Finalmente visto La La Land. Lo aspettavo da settembre questo gioiellino e non mi ha deluso. Anzi, ha dischiuso un piacevole flusso spontaneo di pensieri. Per prima cosa, mentre ero in sala nel mio cinema preferito, mi è tornata in mente quella domenica sera di un paio di mesi fa, di ritorno dal mio week end di teacher training, quando dopo cena mi sono messa a guardare una serie tv (Crazy Ex Girlfriend, che ogni tanto parla anche di yoga). Caratteristica del serial sono i numeri musicali che irrompono in scena. Benché molto carini, mi trovano spesso irrequieta, tipica vittima della frammentazione temporale figlia di multitasking, Facebook e smartphone. I protagonisti partono con un riflessione ironicamente cantata e ballata e io sono in difficoltà nell’accettare quella pausa coreografica in cui la storia, nel passare da A a B, si concede di fatto di non far succedere niente.
Ecco quella sera, dicevo, avevo quel bel senso di rallentamento e spazio interiore che non puoi non avere dopo due giorni a base di asana e respiri, e ho notato che seguivo con più fluidità i numeri musicali. Un dettaglio più significativo di quanto possa sembrare: non ero semplicemente più paziente (anche se, certo, ero molto rilassata), si trattava proprio del piacere e dell’accettazione di stare nel momento, di accettarne tanto lo scorrere rapido quanto le pieghe più lente e, in apparenza, inutili. Di non avere fretta di correre da A a B. Di respirare.
Lo stesso mi è accaduto durante La La Land. Entrata nel suo delizioso meccanismo di narrazione dopo il primo istante, notavo che per quanto li apprezzassi moltissimo i momenti musicali, gli stessi sotto sotto mi infastidivano, per la sola ragione che rallentavano l’azione: era un vero misto di piacere e disagio. Volevo sapere dove andava lui, che pensava lei, come procedeva la storia, ma quelle pause – benché stupendamente coreografate e perfettamente girate – mi forzavano ad aspettare un po’.

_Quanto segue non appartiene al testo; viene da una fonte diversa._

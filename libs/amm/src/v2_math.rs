//! Constant-product (x*y=k) math with exact integer rounding
//!
//! All divisions truncate toward zero, which always favours the pool: outputs
//! round down, required inputs round up via the trailing `+ 1`.

use basin_types::constants::{FEE_DENOMINATOR, FEE_NUMERATOR};
use basin_types::{AmmError, U256};

pub(crate) fn checked_add(a: U256, b: U256) -> Result<U256, AmmError> {
    a.checked_add(b).ok_or(AmmError::Overflow)
}

pub(crate) fn checked_sub(a: U256, b: U256) -> Result<U256, AmmError> {
    a.checked_sub(b).ok_or(AmmError::Overflow)
}

pub(crate) fn checked_mul(a: U256, b: U256) -> Result<U256, AmmError> {
    a.checked_mul(b).ok_or(AmmError::Overflow)
}

/// V2 AMM math functions
pub struct V2Math;

impl V2Math {
    /// Equivalent amount of the other asset at the current reserve ratio
    ///
    /// `amount_b = amount_a * reserve_b / reserve_a`, no fee applied.
    pub fn quote(amount_a: U256, reserve_a: U256, reserve_b: U256) -> Result<U256, AmmError> {
        if amount_a.is_zero() {
            return Err(AmmError::InsufficientAmount);
        }
        if reserve_a.is_zero() || reserve_b.is_zero() {
            return Err(AmmError::InsufficientLiquidity);
        }
        Ok(checked_mul(amount_a, reserve_b)? / reserve_a)
    }

    /// Calculate exact output amount for a swap using the x*y=k formula
    ///
    /// # Arguments
    /// * `amount_in` - Input token amount (in token base units)
    /// * `reserve_in` - Input token reserve
    /// * `reserve_out` - Output token reserve
    ///
    /// # Returns
    /// Output amount after the 0.3% fee, rounded down
    pub fn get_amount_out(
        amount_in: U256,
        reserve_in: U256,
        reserve_out: U256,
    ) -> Result<U256, AmmError> {
        if amount_in.is_zero() {
            return Err(AmmError::InsufficientInputAmount);
        }
        if reserve_in.is_zero() || reserve_out.is_zero() {
            return Err(AmmError::InsufficientLiquidity);
        }

        let amount_in_with_fee = checked_mul(amount_in, U256::from(FEE_NUMERATOR))?;
        let numerator = checked_mul(amount_in_with_fee, reserve_out)?;
        let denominator = checked_add(
            checked_mul(reserve_in, U256::from(FEE_DENOMINATOR))?,
            amount_in_with_fee,
        )?;

        Ok(numerator / denominator)
    }

    /// Calculate required input amount for a desired output (reverse calculation)
    pub fn get_amount_in(
        amount_out: U256,
        reserve_in: U256,
        reserve_out: U256,
    ) -> Result<U256, AmmError> {
        if amount_out.is_zero() {
            return Err(AmmError::InsufficientOutputAmount);
        }
        if reserve_in.is_zero() || reserve_out.is_zero() || amount_out >= reserve_out {
            return Err(AmmError::InsufficientLiquidity);
        }

        let numerator = checked_mul(
            checked_mul(reserve_in, amount_out)?,
            U256::from(FEE_DENOMINATOR),
        )?;
        let denominator = checked_mul(reserve_out - amount_out, U256::from(FEE_NUMERATOR))?;

        // Add 1 to round up (ensures sufficient input)
        checked_add(numerator / denominator, U256::one())
    }

    /// Integer square root (floor) using Newton's method
    pub fn sqrt(value: U256) -> U256 {
        if value.is_zero() {
            return U256::zero();
        }
        if value <= U256::from(3) {
            return U256::one();
        }

        // Newton's method: x_new = (x + value/x) / 2, starting above the root
        let mut z = value;
        let mut x = value / 2 + 1;
        while x < z {
            z = x;
            x = (value / x + x) / 2;
        }
        z
    }
}

#[cfg(test)]
mod tests {
    use super::*;

    fn units(n: u64) -> U256 {
        U256::from(n) * U256::exp10(18)
    }

    #[test]
    fn test_v2_output_calculation() {
        // 10 tokens in against 1000:2000 reserves at 0.3% fee
        let output = V2Math::get_amount_out(units(10), units(1000), units(2000)).unwrap();

        assert!(output > units(19));
        assert!(output < units(20));
    }

    #[test]
    fn test_v2_output_exact_small_values() {
        // 997 * 2000 / (1000 * 1000 + 997) = 1994000 / 1000997 = 1 (truncated)
        let output =
            V2Math::get_amount_out(U256::from(1), U256::from(1000), U256::from(2000)).unwrap();
        assert_eq!(output, U256::one());

        // 100 in: 99700 * 2000 / 1099700 = 181.32.. -> 181
        let output =
            V2Math::get_amount_out(U256::from(100), U256::from(1000), U256::from(2000)).unwrap();
        assert_eq!(output, U256::from(181));
    }

    #[test]
    fn test_v2_input_calculation_rounds_up() {
        // 1000 * 181 * 1000 / ((2000 - 181) * 997) = 181000000 / 1813543 = 99.8 -> 99 + 1
        let input =
            V2Math::get_amount_in(U256::from(181), U256::from(1000), U256::from(2000)).unwrap();
        assert_eq!(input, U256::from(100));
    }

    #[test]
    fn test_input_validation() {
        let r = U256::from(1000);
        assert_eq!(
            V2Math::get_amount_out(U256::zero(), r, r),
            Err(AmmError::InsufficientInputAmount)
        );
        assert_eq!(
            V2Math::get_amount_out(U256::one(), U256::zero(), r),
            Err(AmmError::InsufficientLiquidity)
        );
        assert_eq!(
            V2Math::get_amount_in(U256::zero(), r, r),
            Err(AmmError::InsufficientOutputAmount)
        );
        assert_eq!(
            V2Math::get_amount_in(r, r, r),
            Err(AmmError::InsufficientLiquidity)
        );
        assert_eq!(
            V2Math::quote(U256::zero(), r, r),
            Err(AmmError::InsufficientAmount)
        );
        assert_eq!(
            V2Math::quote(U256::one(), U256::zero(), r),
            Err(AmmError::InsufficientLiquidity)
        );
    }

    #[test]
    fn test_quote_is_proportional() {
        let amount = V2Math::quote(units(1), units(100), units(400)).unwrap();
        assert_eq!(amount, units(4));
    }

    #[test]
    fn test_overflow_is_reported() {
        let huge = U256::MAX / 2;
        assert_eq!(
            V2Math::get_amount_out(huge, huge, huge),
            Err(AmmError::Overflow)
        );
    }

    #[test]
    fn test_sqrt_accuracy() {
        assert_eq!(V2Math::sqrt(U256::zero()), U256::zero());
        assert_eq!(V2Math::sqrt(U256::from(1)), U256::one());
        assert_eq!(V2Math::sqrt(U256::from(3)), U256::one());
        assert_eq!(V2Math::sqrt(U256::from(4)), U256::from(2));
        assert_eq!(V2Math::sqrt(U256::from(99)), U256::from(9));
        assert_eq!(V2Math::sqrt(U256::from(20_000)), U256::from(141));

        let big = U256::from(u128::MAX);
        let root = V2Math::sqrt(big);
        assert!(root * root <= big);
        assert!((root + 1) * (root + 1) > big);
    }
}
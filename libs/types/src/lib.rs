//! # Basin Types
//!
//! Shared vocabulary for the Basin V2 AMM workspace: 20-byte addresses,
//! 256-bit amounts, protocol constants, the error taxonomy every core
//! operation reports through, and the change-notification events that
//! collaborators subscribe to.
//!
//! ## Design Philosophy
//!
//! - **Integer Only**: every amount, reserve and supply is a [`U256`]; no
//!   floating point anywhere in the core
//! - **One Error Enum**: [`AmmError`] names each failure once, grouped into
//!   four kinds (validation, state, bound, authorization)
//! - **Serializable Events**: [`AmmEvent`] derives `serde` so dashboards and
//!   indexers can persist or forward them unchanged
//!
//! ## Quick Start
//!
//! ```rust
//! use basin_types::{sort_tokens, Address, AmmError};
//!
//! let a = Address::from_low_u64_be(2);
//! let b = Address::from_low_u64_be(1);
//! let (token0, token1) = sort_tokens(a, b).unwrap();
//! assert!(token0 < token1);
//!
//! assert_eq!(sort_tokens(a, a), Err(AmmError::IdenticalAddresses));
//! ```

pub mod common;
pub mod protocol;

pub use common::errors::{AmmError, ErrorKind};
pub use common::primitives::{keccak256, sort_tokens, Address, AddressExt, U256};
pub use protocol::constants;
pub use protocol::events::AmmEvent;
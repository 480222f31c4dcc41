//! Protocol constants and change-notification events

pub mod constants;
pub mod events;
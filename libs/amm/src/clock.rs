//! Block-time source
//!
//! Supplies the "current block timestamp" (unix seconds) used for deadline
//! checks and `block_timestamp_last`. Production uses the system clock;
//! tests and simulations drive a [`ManualClock`].

use std::sync::atomic::{AtomicU64, Ordering};
use std::time::{SystemTime, UNIX_EPOCH};

/// Source of the current timestamp in seconds
pub trait Clock: Send + Sync {
    fn now(&self) -> u64;
}

/// Wall-clock time
#[derive(Debug, Default, Clone, Copy)]
pub struct SystemClock;

impl Clock for SystemClock {
    fn now(&self) -> u64 {
        SystemTime::now()
            .duration_since(UNIX_EPOCH)
            .map(|d| d.as_secs())
            .unwrap_or(0)
    }
}

/// Externally driven clock
#[derive(Debug, Default)]
pub struct ManualClock {
    current_time: AtomicU64,
}

impl ManualClock {
    pub fn new(start: u64) -> Self {
        Self {
            current_time: AtomicU64::new(start),
        }
    }

    pub fn set(&self, timestamp: u64) {
        self.current_time.store(timestamp, Ordering::SeqCst);
    }

    pub fn advance(&self, seconds: u64) {
        self.current_time.fetch_add(seconds, Ordering::SeqCst);
    }
}

impl Clock for ManualClock {
    fn now(&self) -> u64 {
        self.current_time.load(Ordering::SeqCst)
    }
}
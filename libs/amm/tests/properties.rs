//! Constant-Product Property Tests
//!
//! Mathematical properties that must hold for any reserves and trade size:
//! quotes bracket each other, swaps never shrink `k`, and deposits mint
//! shares in proportion to the smaller contribution.

mod common;

use basin_amm::{V2Math, U256};
use common::*;
use proptest::prelude::*;

prop_compose! {
    fn valid_reserves()
        (reserve_in in 1_000u64..1_000_000_000_000u64,
         reserve_out in 1_000u64..1_000_000_000_000u64) -> (U256, U256) {
        (U256::from(reserve_in), U256::from(reserve_out))
    }
}

prop_compose! {
    /// Whole-unit pool sizes for end-to-end runs
    fn pool_sizes()
        (amount_a in 10u64..50_000u64, amount_b in 10u64..50_000u64) -> (u64, u64) {
        (amount_a, amount_b)
    }
}

proptest! {
    #[test]
    fn amount_in_buys_at_least_requested_output(
        (reserve_in, reserve_out) in valid_reserves(),
        fraction in 1u64..1_000u64,
    ) {
        // Any output strictly below the reserve
        let amount_out = (reserve_out * U256::from(fraction) / U256::from(1_000u64)).max(U256::one());
        prop_assume!(amount_out < reserve_out);

        let amount_in = V2Math::get_amount_in(amount_out, reserve_in, reserve_out).unwrap();
        let received = V2Math::get_amount_out(amount_in, reserve_in, reserve_out).unwrap();
        prop_assert!(received >= amount_out);
    }

    #[test]
    fn amount_in_never_exceeds_original_input_plus_rounding(
        (reserve_in, reserve_out) in valid_reserves(),
        amount_in in 1u64..10_000_000_000_000u64,
    ) {
        let amount_in = U256::from(amount_in);
        let amount_out = V2Math::get_amount_out(amount_in, reserve_in, reserve_out).unwrap();
        prop_assume!(!amount_out.is_zero());

        let required = V2Math::get_amount_in(amount_out, reserve_in, reserve_out).unwrap();
        prop_assert!(required <= amount_in + U256::one());
    }

    #[test]
    fn amount_out_is_below_reserve_and_monotonic(
        (reserve_in, reserve_out) in valid_reserves(),
        amount_in in 1u64..1_000_000_000_000_000u64,
    ) {
        let amount_in = U256::from(amount_in);
        let out = V2Math::get_amount_out(amount_in, reserve_in, reserve_out).unwrap();
        let out_more = V2Math::get_amount_out(amount_in * U256::from(2u64), reserve_in, reserve_out).unwrap();
        prop_assert!(out < reserve_out);
        prop_assert!(out_more >= out);
    }

    #[test]
    fn sqrt_is_floor_root(value in any::<u128>()) {
        let value = U256::from(value);
        let root = V2Math::sqrt(value);
        prop_assert!(root * root <= value);
        prop_assert!((root + U256::one()) * (root + U256::one()) > value);
    }
}

proptest! {
    #![proptest_config(ProptestConfig::with_cases(32))]

    #[test]
    fn swaps_never_decrease_k(
        (amount_a, amount_b) in pool_sizes(),
        trades in prop::collection::vec((1u64..5_000u64, any::<bool>()), 1..8),
    ) {
        let h = Harness::with_tokens();
        let (a, b) = (addr(TOKEN_A), addr(TOKEN_B));
        h.seed(a, b, amount_a, amount_b);

        for (size, forward) in trades {
            let k_before = h.k(a, b);
            let path = if forward { [a, b] } else { [b, a] };
            // Trades that round to zero output are rejected without effect
            let _ = h.core.router.swap_exact_tokens_for_tokens(
                bob(),
                units(size),
                U256::zero(),
                &path,
                bob(),
                h.deadline(),
            );
            prop_assert!(h.k(a, b) >= k_before);
        }

        let pair = h.pair(a, b);
        let reserves = pair.get_reserves();
        prop_assert_eq!(reserves.reserve0, h.balance(pair.token0(), pair.address()));
        prop_assert_eq!(reserves.reserve1, h.balance(pair.token1(), pair.address()));
    }

    #[test]
    fn deposits_mint_proportional_shares(
        (amount_a, amount_b) in pool_sizes(),
        (desired_a, desired_b) in pool_sizes(),
    ) {
        let h = Harness::with_tokens();
        let (a, b) = (addr(TOKEN_A), addr(TOKEN_B));
        h.seed(a, b, amount_a, amount_b);
        let pair = h.pair(a, b);
        let supply = pair.total_supply();
        let (reserve_a, reserve_b) = h.core.router.get_reserves(a, b).unwrap();

        let (used_a, used_b, liquidity) = h
            .core
            .router
            .add_liquidity(
                bob(),
                a,
                b,
                units(desired_a),
                units(desired_b),
                U256::zero(),
                U256::zero(),
                bob(),
                h.deadline(),
            )
            .unwrap();

        prop_assert!(used_a <= units(desired_a));
        prop_assert!(used_b <= units(desired_b));
        let expected = (used_a * supply / reserve_a).min(used_b * supply / reserve_b);
        prop_assert_eq!(liquidity, expected);
        prop_assert_eq!(pair.balance_of(bob()), liquidity);
    }

    #[test]
    fn withdrawing_fresh_shares_returns_no_more_than_deposited(
        (amount_a, amount_b) in pool_sizes(),
        (desired_a, desired_b) in pool_sizes(),
    ) {
        let h = Harness::with_tokens();
        let (a, b) = (addr(TOKEN_A), addr(TOKEN_B));
        h.seed(a, b, amount_a, amount_b);
        h.pair(a, b).approve(bob(), h.router(), U256::MAX);

        let (used_a, used_b, liquidity) = h
            .core
            .router
            .add_liquidity(
                bob(),
                a,
                b,
                units(desired_a),
                units(desired_b),
                U256::zero(),
                U256::zero(),
                bob(),
                h.deadline(),
            )
            .unwrap();
        let (out_a, out_b) = h
            .core
            .router
            .remove_liquidity(
                bob(),
                a,
                b,
                liquidity,
                U256::zero(),
                U256::zero(),
                bob(),
                h.deadline(),
            )
            .unwrap();

        prop_assert!(out_a <= used_a);
        prop_assert!(out_b <= used_b);
    }
}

Ne ho preso nota, senza giudicare (divertente questa: certo che mi sono giudicata. Ma almeno so che in quanto yogini sarebbe meglio di no…) e ci ho respirato dentro. Era solo questione di ricordarsi come si fa. Quelle pause non erano interruzioni, semmai inviti a prolungare il senso e l’assorbimento della storia. E mi hanno ricordato un’altra pausa: quella fra i respiri. La famosa pausa fra un respiro e l’altro (ma anche quella fra inspirazione ed espirazione) che nella pratica del pranayama (e non solo) si impara a rispettare e valorizzare. Sì insomma, i numeri musicali per me erano come le pause fra un respiro e l’altro.
Del resto non è la prima volta che trovo analogie fra cinema e yoga. O almeno nel modo in cui vivo le due esperienze. Mi capitato spesso di definire il savasana a fine pratica i titoli di coda di una lezione. Prima ancora di scoprire lo yoga, quando ero solo una appassionata cinefila, stentavo a capire come la gente potesse brutalmente alzarsi e uscire dalla sala (ma soprattutto uscire dall’esperienza) appena finito il film, senza restare in quella dolce transizione fra la storia e il ritorno alla realtà che alla fine sono i titoli di coda. E che, come il savasana, danno gentilmente il tempo di assorbire l’esperienza (di affabulazione nel caso del cinema, di yoga nel caso di una pratica).
E spingendomi un po’ più là, ma nemmeno tanto, si può dire che il raccoglimento di mantra e mini-meditazione con cui cominciano le lezioni (almeno quelle a cui vado io…) sono i titoli di testa. Momenti cruciali e indispensabili per non vivere in modo frettoloso e, alla fine, poco “nutriente” tanto la pratica quanto il film.

Vi sembrano riflessioni troppo fantasiose? Io le trovo naturalissime. In ogni modo, l’avevo dichiarato nel titolo che questo sarebbe stato un post freestyle. Namaste. E andate a vedere La La Land.